- _Activity_
All the data should be transcribed exactly, with every line kept.

(Stored data)
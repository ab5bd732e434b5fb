use crate::cli::context::AppContext;
use crate::cli::report::print_outcomes;
use crate::domain::{SelectionSet, ServiceState};
use crate::services::Action;
use anyhow::{Context, Result};

pub fn status(ctx: &AppContext) -> Result<bool> {
    let containers = ctx.lifecycle.list()?;

    if containers.is_empty() {
        println!("No containers. Run 'pistack install <service>' to add one.");
        return Ok(true);
    }

    println!("{:<28} {:<8} IMAGE", "NAME", "STATE");
    for container in &containers {
        println!(
            "{:<28} {:<8} {}",
            container.name,
            container.state,
            container.image.as_deref().unwrap_or("-")
        );
    }

    let stopped = containers
        .iter()
        .filter(|c| c.state != ServiceState::Running)
        .count();
    if stopped > 0 {
        println!("{stopped} container(s) not running. Use 'pistack start <name>'.");
    }

    Ok(true)
}

pub fn act(ctx: &AppContext, action: Action, identifiers: &[String]) -> Result<bool> {
    let selection = selection(identifiers);
    let outcomes = ctx.lifecycle.act(action, &selection)?;
    Ok(print_outcomes(&outcomes))
}

/// Removal asks for confirmation unless `assume_yes` is set.
pub fn remove(ctx: &AppContext, identifiers: &[String], assume_yes: bool) -> Result<bool> {
    let selection = selection(identifiers);

    if !assume_yes && !confirm_removal(&selection)? {
        println!("Nothing removed.");
        return Ok(true);
    }

    let outcomes = ctx.lifecycle.act(Action::Remove, &selection)?;
    Ok(print_outcomes(&outcomes))
}

pub fn logs(ctx: &AppContext, identifiers: &[String], lines: usize) -> Result<bool> {
    let text = ctx.lifecycle.logs(&selection(identifiers), lines)?;
    print!("{text}");
    Ok(true)
}

fn confirm_removal(selection: &SelectionSet) -> Result<bool> {
    let names: Vec<&str> = selection.iter().collect();
    let question = format!(
        "Remove {}? Data outside named volumes is lost.",
        names.join(", ")
    );

    inquire::Confirm::new(&question)
        .with_default(false)
        .prompt()
        .context("reading confirmation")
}

fn selection(identifiers: &[String]) -> SelectionSet {
    identifiers.iter().map(String::as_str).collect()
}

- _Response to this exercise_
repository ab5bd732e434b5fb
use crate::cli::context::AppContext;
use crate::cli::report::print_outcomes;
use crate::domain::{SelectionSet, ServiceState};
use crate::services::Action;
use anyhow::{Context, Result};

pub fn status(ctx: &AppContext) -> Result<bool> {
    let containers = ctx.lifecycle.list()?;

    if containers.is_empty() {
        println!("No containers. Run 'pistack install <service>' to add one.");
        return Ok(true);
    }

    println!("{:<28} {:<8} IMAGE", "NAME", "STATE");
    for container in &containers {
        println!(
            "{:<28} {:<8} {}",
            container.name,
            container.state,
            container.image.as_deref().unwrap_or("-")
        );
    }

    let stopped = containers
        .iter()
        .filter(|c| c.state != ServiceState::Running)
        .count();
    if stopped > 0 {
        println!("{stopped} container(s) not running. Use 'pistack start <name>'.");
    }

    Ok(true)
}

pub fn act(ctx: &AppContext, action: Action, identifiers: &[String]) -> Result<bool> {
    let selection = selection(identifiers);
    let outcomes = ctx.lifecycle.act(action, &selection)?;
    Ok(print_outcomes(&outcomes))
}

/// Removal asks for confirmation unless `assume_yes` is set.
pub fn remove(ctx: &AppContext, identifiers: &[String], assume_yes: bool) -> Result<bool> {
    let selection = selection(identifiers);

    if !assume_yes && !confirm_removal(&selection)? {
        println!("Nothing removed.");
        return Ok(true);
    }

    let outcomes = ctx.lifecycle.act(Action::Remove, &selection)?;
    Ok(print_outcomes(&outcomes))
}

pub fn logs(ctx: &AppContext, identifiers: &[String], lines: usize) -> Result<bool> {
    let text = ctx.lifecycle.logs(&selection(identifiers), lines)?;
    print!("{text}");
    Ok(true)
}

fn confirm_removal(selection: &SelectionSet) -> Result<bool> {
    let names: Vec<&str> = selection.iter().collect();
    let question = format!(
        "Remove {}? Data outside named volumes is lost.",
        names.join(", ")
    );

    inquire::Confirm::new(&question)
        .with_default(false)
        .prompt()
        .context("reading confirmation")
}

fn selection(identifiers: &[String]) -> SelectionSet {
    identifiers.iter().map(String::as_str).collect()
}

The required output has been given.